Construction of Eukaryotic Expression Vector of MAVS ΔTM Gene and Expression Localization in 293T Cells

线粒体抗病毒信号蛋白(mitochondria antiviral signaling protein,MAVS)在脊椎动物的抗病毒免疫反应中起着非常重要的作用。为了后续研究MAVS跨膜区氨基酸在病毒侵染宿主细胞时所发挥的作用,通过基因工程方法,构建了MAVS基因C端跨膜结构域缺失突变体(MAVS ΔTM)。首先通过PCR技术扩增MAVS ΔTM基因片段,通过无缝克隆技术连接到pcDNA3.0-Flag载体上,后经酶切鉴定及测序结果表明MAVS ΔTM基因成功克隆到pcDNA3.0-Flag载体上,并将重组质粒定名pcDNA3.0-Flag-MAVS ΔTM。将重组质粒pcDNA3.0-Flag-MAVS ΔTM转染至人肾上皮细胞(HEK-293T)细胞中,利用蛋白免疫印迹实验和间接免疫荧光技术检测pcDNA3.0-Flag-MAVS ΔTM的表达以及定位情况。结果显示,pcDNA3.0-Flag-MAVS ΔTM在293T细胞中成功表达,并且均匀分布于细胞中。研究将为进一步研究MAVS蛋白跨膜区氨基酸的功能奠定基础。

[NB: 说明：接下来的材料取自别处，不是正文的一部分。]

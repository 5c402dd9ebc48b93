use std::collections::BTreeSet;

use async_trait::async_trait;
use serde::{Deserialize, Serialize};
use tokio::io::AsyncRead;

use crate::error::{StoreError, StoreResult};
use crate::ids::{Locator, OwnerRef};

use super::{BackendCopyPort, ExistenceProbePort, ResumableUploadPort};

/// Byte stream handed between the store, the backend and callers.
pub type ContentStream = Box<dyn AsyncRead + Send + Unpin>;

#[derive(Debug, Clone, Copy, PartialEq, Eq, Hash, PartialOrd, Ord, Serialize, Deserialize)]
pub enum StoreFeature {
    /// `delete_owner` removes every blob of an owner in one call.
    BulkDelete,
    /// Blobs are reachable from every server, not just the one that wrote them.
    Centralized,
    /// The backend deduplicates identical content on create.
    SingleInstanceServerCreate,
    /// `resumable()` returns a capability object.
    ResumableUpload,
}

#[derive(Debug, Clone, Default, PartialEq, Eq)]
pub struct StoreFeatures(BTreeSet<StoreFeature>);

impl StoreFeatures {
    pub fn none() -> Self {
        Self::default()
    }

    pub fn contains(&self, feature: StoreFeature) -> bool {
        self.0.contains(&feature)
    }

    pub fn iter(&self) -> impl Iterator<Item = StoreFeature> + '_ {
        self.0.iter().copied()
    }
}

impl FromIterator<StoreFeature> for StoreFeatures {
    fn from_iter<I: IntoIterator<Item = StoreFeature>>(iter: I) -> Self {
        StoreFeatures(iter.into_iter().collect())
    }
}

/// Per-store adapter: write, read and delete by locator.
#[async_trait]
pub trait BlobBackendPort: Send + Sync {
    fn features(&self) -> StoreFeatures;

    fn supports(&self, feature: StoreFeature) -> bool {
        self.features().contains(feature)
    }

    /// Upload `data` and return the locator the backend assigned.
    ///
    /// `size` is `None` when the length is unknown; adapters must accept
    /// that, buffering internally if their wire protocol needs a length.
    async fn write(
        &self,
        data: &mut (dyn AsyncRead + Send + Unpin),
        size: Option<u64>,
        owner: OwnerRef,
    ) -> StoreResult<Locator>;

    /// Fails with `NotFound` when the adapter can tell the locator is
    /// absent, `Transport` otherwise.
    async fn read(&self, locator: &Locator, owner: OwnerRef) -> StoreResult<ContentStream>;

    /// Idempotent: an absent locator yields `Ok(false)`, never an error.
    async fn delete(&self, locator: &Locator, owner: OwnerRef) -> StoreResult<bool>;

    /// Only called when [`StoreFeature::BulkDelete`] is declared.
    async fn delete_owner(&self, _owner: OwnerRef) -> StoreResult<bool> {
        Err(StoreError::Unsupported(StoreFeature::BulkDelete))
    }

    fn resumable(&self) -> Option<&dyn ResumableUploadPort> {
        None
    }

    fn copier(&self) -> Option<&dyn BackendCopyPort> {
        None
    }

    fn existence_probe(&self) -> Option<&dyn ExistenceProbePort> {
        None
    }
}
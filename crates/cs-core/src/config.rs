//! Content store configuration DTOs.
//!
//! Numeric and duration inputs only. Every section has defaults so a
//! partial TOML file is accepted; the digest algorithm name is the only
//! value checked, and that happens at startup.

use std::path::PathBuf;
use std::time::Duration;

use serde::{Deserialize, Serialize};

#[derive(Debug, Clone, Default, Serialize, Deserialize)]
#[serde(default)]
pub struct StoreConfig {
    pub store: StoreSection,
    pub cache: CacheConfig,
    pub incoming: IncomingConfig,
    pub delete: DeleteConfig,
    pub logging: LoggingConfig,
}

#[derive(Debug, Clone, Serialize, Deserialize)]
#[serde(default)]
pub struct StoreSection {
    /// Name of the digest algorithm; only SHA-256 is available.
    pub digest_algorithm: String,
    /// Gzip blobs materialized in the incoming area.
    pub compress_blobs: bool,
    /// Populate the local cache from a blob right after staging it.
    pub cache_write_through: bool,
}

impl Default for StoreSection {
    fn default() -> Self {
        Self {
            digest_algorithm: "SHA-256".to_string(),
            compress_blobs: false,
            cache_write_through: true,
        }
    }
}

#[derive(Debug, Clone, Serialize, Deserialize)]
#[serde(default)]
pub struct CacheConfig {
    pub dir: PathBuf,
    pub max_files: usize,
    pub max_bytes: u64,
    /// Entries accessed more recently than this are never evicted.
    pub min_lifetime_ms: u64,
}

impl CacheConfig {
    pub fn min_lifetime(&self) -> Duration {
        Duration::from_millis(self.min_lifetime_ms)
    }
}

impl Default for CacheConfig {
    fn default() -> Self {
        Self {
            dir: PathBuf::from("store/cache"),
            max_files: 10_000,
            max_bytes: 1024 * 1024 * 1024, // 1 GB
            min_lifetime_ms: 60 * 1000,    // 1 minute
        }
    }
}

#[derive(Debug, Clone, Serialize, Deserialize)]
#[serde(default)]
pub struct IncomingConfig {
    pub dir: PathBuf,
    /// Files older than this are reclaimed by the sweeper.
    pub max_age_mins: u64,
    pub sweep_interval_secs: u64,
}

impl IncomingConfig {
    pub fn max_age(&self) -> Duration {
        Duration::from_secs(self.max_age_mins * 60)
    }

    pub fn sweep_interval(&self) -> Duration {
        Duration::from_secs(self.sweep_interval_secs.max(1))
    }
}

impl Default for IncomingConfig {
    fn default() -> Self {
        Self {
            dir: PathBuf::from("store/incoming"),
            max_age_mins: 480, // 8 hours
            sweep_interval_secs: 60,
        }
    }
}

#[derive(Debug, Clone, Serialize, Deserialize)]
#[serde(default)]
pub struct DeleteConfig {
    /// Bulk delete aborts once more than this many deletes fail in a row.
    pub max_consecutive_failures: u32,
}

impl Default for DeleteConfig {
    fn default() -> Self {
        Self {
            max_consecutive_failures: 25,
        }
    }
}

#[derive(Debug, Clone, Default, Serialize, Deserialize)]
#[serde(default)]
pub struct LoggingConfig {
    /// When set, logs are also written to daily-rolling files here.
    pub dir: Option<PathBuf>,
}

Mitochondrial antiviral signaling proteins(mitochondria antiviral signaling protein,MAVS)played an important role in the antiviral immune response of vertebrates.In order to further study the role of amino acids in the transmembrane region of MAVS in virus infection of host cells,c-terminal transmembrane domain deletion mutants of MAVS gene(MAVS ΔTM)were constructed by genetic engineering method.Firstly,the MAVS ΔTM gene fragment was amplified by PCR technology and connected to the vector pcDNA3.0-Flag by seamless cloning technology.After enzyme digestion identification and sequencing results,it was confirmed that the MAVS ΔTM gene was successfully cloned into the vector pcDNA3.0-Flag,and the recombinant plasmid was named pcDNA3.0-Flag-MAVS ΔTM.The recombinant plasmid pcDNA3.0-Flag-MAVS ΔTM was transfected into human renal epithelial cells(HEK-293T),and the expression and localization of pcDNA3.0-Flag-MAVS ΔTM were detected by western blot and indirect immunofluorescence.The results showed that pcDNA3.0-Flag-MAVS ΔTM was successfully expressed in 293T cells and evenly distributed in cells,which would laid a foundation for further study on the function of amino acids in the transmembrane region of MAVS protein.